In figure the horizontal line OX represents the line of zero disturbance of the particles of the medium. All the particles above the line of zero disturbance have positive displacements and those below it have negative displacements. In figure A and C represent two crests and B and D represent two troughs of the transverse wave.

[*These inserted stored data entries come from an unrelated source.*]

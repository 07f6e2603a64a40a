//! Community feed endpoints.
//!
//! | Method | Path                            | Notes |
//! |--------|---------------------------------|-------|
//! | `GET`  | `/community/posts`              | paginated |
//! | `POST` | `/community/posts`              | body: [`NewPost`] |
//! | `GET`  | `/community/posts/{id}`         | |
//! | `POST` | `/community/posts/{id}/like`    | toggle |
//! | `GET`  | `/community/posts/{id}/comments`| |
//! | `POST` | `/community/posts/{id}/comments`| body: [`NewComment`] |

use gilcat_core::community::{
  CommunityComment, CommunityPost, NewComment, NewPost,
};

use crate::{cats::LikeOutcome, client::ApiClient, envelope::Page, error::Result};

impl ApiClient {
  /// `GET /community/posts?page&size`
  pub async fn list_posts(&self, page: u32, size: u32) -> Result<Page<CommunityPost>> {
    let query = [("page", page.to_string()), ("size", size.to_string())];
    self.get_json("/community/posts", &query).await
  }

  /// `GET /community/posts/{id}`
  pub async fn get_post(&self, id: &str) -> Result<CommunityPost> {
    self.get_json(&format!("/community/posts/{id}"), &[]).await
  }

  /// `POST /community/posts`. The draft is validated locally first.
  pub async fn create_post(&self, draft: &NewPost) -> Result<CommunityPost> {
    draft.validate()?;
    self.post_json("/community/posts", draft).await
  }

  /// `POST /community/posts/{id}/like` — toggles the viewer's like.
  pub async fn toggle_post_like(&self, id: &str) -> Result<LikeOutcome> {
    self.post_empty(&format!("/community/posts/{id}/like")).await
  }

  /// `GET /community/posts/{id}/comments`
  pub async fn list_comments(&self, post_id: &str) -> Result<Vec<CommunityComment>> {
    self
      .get_json(&format!("/community/posts/{post_id}/comments"), &[])
      .await
  }

  /// `POST /community/posts/{id}/comments`. The draft is validated
  /// locally first.
  pub async fn add_comment(
    &self,
    post_id: &str,
    draft: &NewComment,
  ) -> Result<CommunityComment> {
    draft.validate()?;
    self
      .post_json(&format!("/community/posts/{post_id}/comments"), draft)
      .await
  }
}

Graphical representation of a transverse wave by displacement-distance graph

Formation of transverse wave in a slinky
The waves produced by moving one end of a long spring (or slinky) up and down rapidly, whose other end is fixed, are transverse waves. The transverse wave produced on a slinky is shown in figure. As the wave passes along the slinky in the horizontal direction, the particles of slinky vibrate up and down at right angles to the direction of wave.

Formation of transverse wave on the surface of water
The water waves (or ripples) formed on the surface of water in a pond are also transverse waves. This is because of the fact that in water wave, the molecules of water move up and down in the vertical direction when the wave travels in the horizontal direction along the water surface. Since the water molecules vibrate up and down at the same place therefore, a cork or leaf placed on the surface of water moves up and down at the same place as water wave moves across the surface of the pond.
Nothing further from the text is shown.